- Opening Delimiter -
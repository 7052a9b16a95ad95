use std::net::TcpListener as StdListener;
use std::sync::atomic::{AtomicU32, Ordering};
use std::sync::OnceLock;
use std::time::{Duration, Instant, SystemTime, UNIX_EPOCH};

use anyhow::{Context, Result};
use reqwest::StatusCode;
use tracing_subscriber::EnvFilter;

use jobly_api::app::app;
use jobly_api::config::CONFIG;
use jobly_api::database::DatabaseManager;
use jobly_api::state::AppState;

static SERVER: OnceLock<TestServer> = OnceLock::new();

/// In-process server on its own runtime thread so it outlives each test's runtime.
///
/// The pool is lazy: requests that fail validation never touch Postgres.
/// With `DATABASE_URL` set, migrations run before the server starts answering.
pub struct TestServer {
    pub base_url: String,
}

impl TestServer {
    fn spawn() -> Result<Self> {
        let _ = dotenvy::dotenv();
        let _ = tracing_subscriber::fmt()
            .with_env_filter(EnvFilter::from_default_env())
            .with_test_writer()
            .try_init();

        let port = portpicker::pick_unused_port().context("failed to pick free port")?;
        let listener = StdListener::bind(("127.0.0.1", port)).context("failed to bind test port")?;
        listener.set_nonblocking(true)?;

        std::thread::spawn(move || {
            let runtime = tokio::runtime::Runtime::new().expect("test runtime");
            runtime.block_on(async move {
                let pool = DatabaseManager::connect_lazy(&CONFIG.database).expect("lazy pool");
                if database_configured() {
                    DatabaseManager::run_migrations(&pool).await.expect("migrations");
                }
                let listener = tokio::net::TcpListener::from_std(listener).expect("tokio listener");
                axum::serve(listener, app(AppState::new(pool))).await.expect("server");
            });
        });

        Ok(Self { base_url: format!("http://127.0.0.1:{}", port) })
    }

    async fn wait_ready(&self, timeout: Duration) -> Result<()> {
        let client = reqwest::Client::new();
        let deadline = Instant::now() + timeout;
        loop {
            if Instant::now() > deadline {
                break;
            }
            if let Ok(resp) = client.get(&self.base_url).send().await {
                if resp.status() == StatusCode::OK {
                    return Ok(());
                }
            }
            tokio::time::sleep(Duration::from_millis(100)).await;
        }
        anyhow::bail!("server did not become ready on {} within {:?}", self.base_url, timeout)
    }
}

pub async fn ensure_server() -> Result<&'static TestServer> {
    let server = SERVER.get_or_init(|| TestServer::spawn().expect("failed to spawn test server"));
    server.wait_ready(Duration::from_secs(10)).await?;
    Ok(server)
}

fn database_configured() -> bool {
    std::env::var("DATABASE_URL").is_ok_and(|url| !url.is_empty())
}

/// Server backed by a live database, or `None` (test skipped) when `DATABASE_URL` is unset.
pub async fn ensure_database_server() -> Result<Option<&'static TestServer>> {
    let _ = dotenvy::dotenv();
    if !database_configured() {
        eprintln!("DATABASE_URL not set; skipping database-backed test");
        return Ok(None);
    }
    ensure_server().await.map(Some)
}

/// Short unique suffix so parallel tests never collide on handles or usernames.
pub fn unique(prefix: &str) -> String {
    static COUNTER: AtomicU32 = AtomicU32::new(0);
    let nanos = SystemTime::now().duration_since(UNIX_EPOCH).map(|d| d.subsec_nanos()).unwrap_or(0);
    let n = COUNTER.fetch_add(1, Ordering::Relaxed);
    format!("{}{:x}{:x}{}", prefix, std::process::id(), nanos, n)
}

pub fn admin_token() -> String {
    jobly_api::auth::create_token("admin", true).expect("admin token")
}

pub fn user_token(username: &str) -> String {
    jobly_api::auth::create_token(username, false).expect("user token")
}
- Closing Delimiter -
- How to complete this task: Copy the lines above exactly, beginning at the line that has "let server = SERVER.get_or_init(||" and stopping after the line that has "handles or usernames.", and omit the rest.

- Task output:
    let server = SERVER.get_or_init(|| TestServer::spawn().expect("failed to spawn test server"));
    server.wait_ready(Duration::from_secs(10)).await?;
    Ok(server)
}

fn database_configured() -> bool {
    std::env::var("DATABASE_URL").is_ok_and(|url| !url.is_empty())
}

/// Server backed by a live database, or `None` (test skipped) when `DATABASE_URL` is unset.
pub async fn ensure_database_server() -> Result<Option<&'static TestServer>> {
    let _ = dotenvy::dotenv();
    if !database_configured() {
        eprintln!("DATABASE_URL not set; skipping database-backed test");
        return Ok(None);
    }
    ensure_server().await.map(Some)
}

/// Short unique suffix so parallel tests never collide on handles or usernames.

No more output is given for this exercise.